Près de 5000 hommes, dont certains en réserve, sont engagés dans 50 hôpitaux à travers toute la Suisse. "Nous cherchons maintenant le point d'équilibre. La situation a l'air d'être sous contrôle, mais il ne faut pas se réjouir trop vite."
Economie aux soins intensifs
Les Helvètes encaissent les coups du virus dans leur santé et leur mode de vie, et dans la foulée l'économie paie un lourd tribut. Du côté du Seco, les craintes pour l'économie helvétique sont déjà dépassées. Le recul de 1,5% du Produit intérieur brut évoqué au début de la crise du coronavirus a déjà été atteint, a déclaré samedi Erich Scheidegger devant la presse.

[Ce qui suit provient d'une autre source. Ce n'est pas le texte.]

#[derive(Error, Debug)]
pub enum CacheError {
    #[error(transparent)]
    Storage(#[from] StorageError),
    #[error(transparent)]
    Remote(#[from] RemoteError),
    #[error(transparent)]
    Schema(SchemaError),
    #[error("Invalid record: {0}")]
    InvalidRecord(String),
}

impl From<SchemaError> for CacheError {
    fn from(err: SchemaError) -> Self {
        match err {
            SchemaError::InvalidRecord(msg) => Self::InvalidRecord(msg),
            other => Self::Schema(other),
        }
    }
}

/// Local mirror of one server table.
pub struct EntityCache {
    pub(crate) schema: Schema,
    pub(crate) store: Arc<LocalStore>,
    pub(crate) remote: Arc<dyn RemoteSource>,
    pub(crate) authority: Arc<dyn IntegrityAuthority>,
    pub(crate) config: Arc<MirrorConfig>,
    pub(crate) events: Arc<EventBus>,
    pub(crate) hasher: TableHasher,

    /// Reentrancy guard: set while a validation pass runs
    pub(crate) validating: AtomicBool,

    /// Table created and migrated at least once
    initialized: AtomicBool,

    /// Periodic validation task
    timer: Mutex<Option<JoinHandle<()>>>,

    self_ref: Weak<EntityCache>,
}

impl std::fmt::Debug for EntityCache {
    fn fmt(&self, f: &mut std::fmt::Formatter<'_>) -> std::fmt::Result {
        f.debug_struct("EntityCache")
            .field("table", &self.schema.table_name())
            .field("initialized", &self.initialized.load(Ordering::Relaxed))
            .field("validating", &self.validating.load(Ordering::Relaxed))
            .finish()
    }
}

impl EntityCache {
    /// Compile the descriptor and build a cache over a shared store.
    pub fn new(
        descriptor: EntityDescriptor,
        store: Arc<LocalStore>,
        remote: Arc<dyn RemoteSource>,
        authority: Arc<dyn IntegrityAuthority>,
        config: Arc<MirrorConfig>,
        events: Arc<EventBus>,
    ) -> Result<Arc<Self>, SchemaError> {
        let schema = Schema::compile(descriptor)?;
        let hasher = TableHasher::new(config.block_size);
        Ok(Arc::new_cyclic(|self_ref| Self {
            schema,
            store,
            remote,
            authority,
            config,
            events,
            hasher,
            validating: AtomicBool::new(false),
            initialized: AtomicBool::new(false),
            timer: Mutex::new(None),
            self_ref: self_ref.clone(),
        }))
    }

    #[must_use]
    pub fn schema(&self) -> &Schema {
        &self.schema
    }

    #[must_use]
    pub fn table_name(&self) -> &str {
        self.schema.table_name()
    }

    #[must_use]
    pub fn is_initialized(&self) -> bool {
        self.initialized.load(Ordering::Acquire)
    }

    /// Whether a validation pass is running right now.
    #[must_use]
    pub fn is_validating(&self) -> bool {
        self.validating.load(Ordering::Acquire)
    }

    // ═══════════════════════════════════════════════════════════════════════
    // Initialization & migration
    // ═══════════════════════════════════════════════════════════════════════

    /// Create the backing table if absent and add any missing columns.
    ///
    /// Returns false if the store is unavailable; a later call tries again.
    pub async fn init(&self) -> bool {
        let table = self.schema.table_name();
        match self.create_and_migrate().await {
            Ok(()) => {
                let first = !self.initialized.swap(true, Ordering::AcqRel);
                if first {
                    info!(table, "Entity cache initialized");
                    self.arm_timer();
                }
                true
            }
            Err(e) => {
                if e.is_unavailable() {
                    warn!(table, error = %e, "Entity cache init deferred, store unavailable");
                } else {
                    error!(table, error = %e, "Entity cache init failed");
                }
                crate::metrics::record_store_error("init");
                false
            }
        }
    }

    /// Initialize on first use.
    pub(crate) async fn ready(&self) -> bool {
        if self.is_initialized() && self.store.is_open() {
            return true;
        }
        self.init().await
    }

    async fn create_and_migrate(&self) -> Result<(), StorageError> {
        self.store.open().await?;

        let columns: Vec<String> = self
            .schema
            .columns()
            .iter()
            .map(|c| {
                let pk = if c.primary_key { " PRIMARY KEY" } else { "" };
                format!("{} {}{}", quote_ident(&c.name), c.column_type.sql_type(), pk)
            })
            .collect();
        let sql = format!(
            "CREATE TABLE IF NOT EXISTS {} ({})",
            quote_ident(self.schema.table_name()),
            columns.join(", ")
        );
        self.store.execute(Statement::new(sql)).await?;

        self.migrate().await
    }

    /// Add declared columns the live table lacks. Existing data is untouched.
    pub(crate) async fn migrate(&self) -> Result<(), StorageError> {
        let table = self.schema.table_name();
        let live = self.live_columns().await?;
        let missing: Vec<_> = self
            .schema
            .columns()
            .iter()
            .filter(|c| !live.contains(&c.name))
            .collect();
        if missing.is_empty() {
            return Ok(());
        }

        let mut added = 0;
        for column in missing {
            let sql = format!(
                "ALTER TABLE {} ADD COLUMN {} {}",
                quote_ident(table),
                quote_ident(&column.name),
                column.column_type.sql_type()
            );
            match self.store.execute(Statement::new(sql)).await {
                Ok(_) => {
                    info!(table, column = %column.name, "Added column");
                    added += 1;
                }
                // Another migration got there first
                Err(e) if e.is_duplicate_column() => {
                    debug!(table, column = %column.name, "Column already exists");
                }
                Err(e) => return Err(e),
            }
        }
        crate::metrics::record_migration(table, added);
        Ok(())
    }

    async fn live_columns(&self) -> Result<HashSet<String>, StorageError> {
        let sql = format!("PRAGMA table_info({})", quote_ident(self.schema.table_name()));
        let rows = self.store.query(Statement::new(sql)).await?;
        Ok(rows
            .iter()
            .filter_map(|row| {
                decode_value(row, 1, crate::schema::ColumnType::Text)
                    .as_text()
                    .map(str::to_string)
            })
            .collect())
    }

    /// Run a store operation; on a missing column migrate once and retry once.
    pub(crate) async fn with_schema_retry<T, F, Fut>(&self, op: F) -> Result<T, StorageError>
    where
        F: Fn() -> Fut,
        Fut: Future<Output = Result<T, StorageError>>,
    {
        match op().await {
            Err(e) if e.is_missing_column() => {
                warn!(table = %self.schema.table_name(), error = %e, "Schema drift detected, migrating and retrying");
                self.migrate().await?;
                op().await
            }
            other => other,
        }
    }

    /// Map store-unavailable and persistent schema drift to a neutral result.
    pub(crate) fn settle<T>(
        &self,
        operation: &str,
        result: Result<T, StorageError>,
        neutral: T,
    ) -> Result<T, CacheError> {
        match result {
            Ok(value) => Ok(value),
            Err(e) if e.is_unavailable() || e.is_missing_column() => {
                warn!(table = %self.schema.table_name(), operation, error = %e, "Local store degraded, returning neutral result");
                crate::metrics::record_store_error(operation);
                Ok(neutral)
            }
            Err(e) => {
                error!(table = %self.schema.table_name(), operation, error = %e, "Local store operation failed");
                crate::metrics::record_store_error(operation);
                Err(e.into())
            }
        }
    }

    // ═══════════════════════════════════════════════════════════════════════
    // Validation triggers
    // ═══════════════════════════════════════════════════════════════════════

    /// Arm the periodic validation timer (once).
    fn arm_timer(&self) {
        if !self.config.auto_validate {
            return;
        }
        if tokio::runtime::Handle::try_current().is_err() {
            return;
        }
        let mut slot = self.timer.lock();
        if slot.is_some() {
            return;
        }

        let weak = self.self_ref.clone();
        let period = self.config.validation_interval();
        let table = self.schema.table_name().to_string();
        *slot = Some(tokio::spawn(async move {
            let mut ticker = tokio::time::interval(period);
            ticker.set_missed_tick_behavior(MissedTickBehavior::Skip);
            loop {
                ticker.tick().await;
                let Some(cache) = weak.upgrade() else {
                    break;
                };
                let report = cache.validate().await;
                debug!(table = %table, outcome = %report.outcome, "Periodic validation finished");
            }
        }));
        debug!(table = %self.schema.table_name(), ?period, "Validation timer armed");
    }

    #[must_use]
    pub fn timer_armed(&self) -> bool {
        self.timer.lock().as_ref().is_some_and(|h| !h.is_finished())
    }

    /// Stop the periodic timer. In-flight passes run to completion.
    pub fn stop_timer(&self) {
        if let Some(handle) = self.timer.lock().take() {
            handle.abort();
        }
    }

    /// Fire-and-forget validation after a local write.
    pub(crate) fn spawn_validation(&self) {
        if !self.config.validate_after_write || self.is_validating() {
            return;
        }
        if tokio::runtime::Handle::try_current().is_err() {
            return;
        }
        let Some(cache) = self.self_ref.upgrade() else {
            return;
        };
        tokio::spawn(async move {
            let report = cache.validate().await;
            debug!(table = %cache.table_name(), outcome = %report.outcome, "Post-write validation finished");
        });
    }
}

impl Drop for EntityCache {
    fn drop(&mut self) {
        if let Some(handle) = self.timer.get_mut().take() {
            handle.abort();
        }
    }
}

#[cfg(test)]
mod tests {
    use super::*;
    use crate::integrity::{SkipReason, ValidationOutcome};
    use crate::remote::MemoryAuthority;
    use crate::schema::{ColumnDescriptor, Record};
    use serde_json::{json, Value};
    use std::time::Duration;

    fn descriptor() -> EntityDescriptor {
        EntityDescriptor::new("notes", "/api/notes")
            .column(ColumnDescriptor::integer("id").primary_key())
            .column(ColumnDescriptor::text("body"))
    }

    fn note(id: i64) -> Value {
        json!({"id": id, "body": format!("note {}", id)})
    }

    fn record(value: Value) -> Record {
        match value {
            Value::Object(map) => map,
            _ => panic!("not an object"),
        }
    }

    fn setup(rows: i64, config: MirrorConfig) -> (Arc<MemoryAuthority>, Arc<EntityCache>) {
        let authority = Arc::new(MemoryAuthority::new());
        authority.register(descriptor()).unwrap();
        authority.insert_many("notes", (1..=rows).map(note)).unwrap();
        let cache = EntityCache::new(
            descriptor(),
            Arc::new(LocalStore::in_memory()),
            authority.clone(),
            authority.clone(),
            Arc::new(config),
            Arc::new(EventBus::new()),
        )
        .unwrap();
        (authority, cache)
    }

    /// Poll `check` until it holds, failing after a few seconds.
    async fn eventually<F, Fut>(what: &str, mut check: F)
    where
        F: FnMut() -> Fut,
        Fut: Future<Output = bool>,
    {
        let waited = tokio::time::timeout(Duration::from_secs(5), async {
            while !check().await {
                tokio::time::sleep(Duration::from_millis(10)).await;
            }
        })
        .await;
        assert!(waited.is_ok(), "timed out waiting for {}", what);
    }

    #[tokio::test]
    async fn test_first_init_arms_timer_and_first_tick_populates() {
        let (authority, cache) = setup(20, MirrorConfig {
            auto_validate: true,
            validate_after_write: false,
            validation_interval_secs: 3600,
            ..MirrorConfig::default()
        });
        assert!(!cache.timer_armed());

        assert!(cache.init().await);
        assert!(cache.init().await);
        assert!(cache.timer_armed());

        eventually("periodic pass to populate", || async { cache.count().await.unwrap() == 20 }).await;
        eventually("periodic pass to finish", || async { !cache.is_validating() }).await;
        assert_eq!(authority.list_calls(), 1, "one tick, one bootstrap listing");

        cache.stop_timer();
        assert!(!cache.timer_armed());
    }

    #[tokio::test]
    async fn test_manual_config_never_arms_timer() {
        let (_authority, cache) = setup(3, MirrorConfig::manual());
        assert!(cache.init().await);
        assert!(!cache.timer_armed());
    }

    #[tokio::test]
    async fn test_local_writes_trigger_validation() {
        let (_authority, cache) = setup(3, MirrorConfig {
            auto_validate: false,
            validate_after_write: true,
            ..MirrorConfig::default()
        });

        cache.upsert(record(note(1))).await.unwrap();
        eventually("post-upsert pass to fetch", || async { cache.count().await.unwrap() == 3 }).await;
        eventually("post-upsert pass to finish", || async { !cache.is_validating() }).await;

        assert!(cache.remove(3).await.unwrap());
        eventually("post-remove pass to restore the row", || async {
            cache.get(3).await.unwrap().is_some()
        })
        .await;
    }

    #[tokio::test]
    async fn test_trigger_during_running_pass_is_dropped() {
        let (authority, cache) = setup(3, MirrorConfig {
            auto_validate: false,
            validate_after_write: true,
            ..MirrorConfig::default()
        });

        cache.validating.store(true, Ordering::SeqCst);
        cache.upsert(record(note(1))).await.unwrap();
        tokio::time::sleep(Duration::from_millis(50)).await;
        assert_eq!(authority.list_calls(), 0);
        assert!(authority.fetched_ids().is_empty());
        assert_eq!(cache.count().await.unwrap(), 1);
        cache.validating.store(false, Ordering::SeqCst);

        let (first, second) = tokio::join!(cache.validate(), cache.validate());
        let skipped = ValidationOutcome::Skipped(SkipReason::AlreadyRunning);
        assert_eq!([&first, &second].iter().filter(|r| r.outcome == skipped).count(), 1);
        assert!(first.is_healthy() || second.is_healthy());
        assert_eq!(cache.count().await.unwrap(), 3);
    }
}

Lorsqu'il avait établi ses premières prévisions, le 19 mars, le Seco s'attendait à un recul de la production de 10%. Or, celle-ci a chuté de 25%, a souligné le directeur de la politique économique du Seco. Le recul va même jusqu'à 80% dans certaines branches particulièrement sinistrées, comme la gastronomie.
Le Seco prévoit désormais deux scénarios de récession. Le premier, en "V", prévoit une chute brutale du PIB au premier semestre et une remontée rapide au second semestre de l'année. Dans un tel cas de figure, le PIB reculerait de 7%, ce qui n'avait plus été observé depuis la crise pétrolière en 1974, a expliqué M. Scheidegger.
Le second scénario, en "L", ne prévoit qu'une remontée très lente du PIB au second semestre et l'année prochaine. Dans ce cas, le PIB chuterait de 10%. Dans le premier cas, le chômage augmenterait de 4%, dans le second la hausse pourrait aller jusqu'à 7%, a noté M. Scheidegger.
Le responsable a précisé qu'il ne s'agissait pas de "prévisions", mais bien de "scénarios". De nouvelles estimations de croissance seront effectuées dans la seconde moitié d'avril.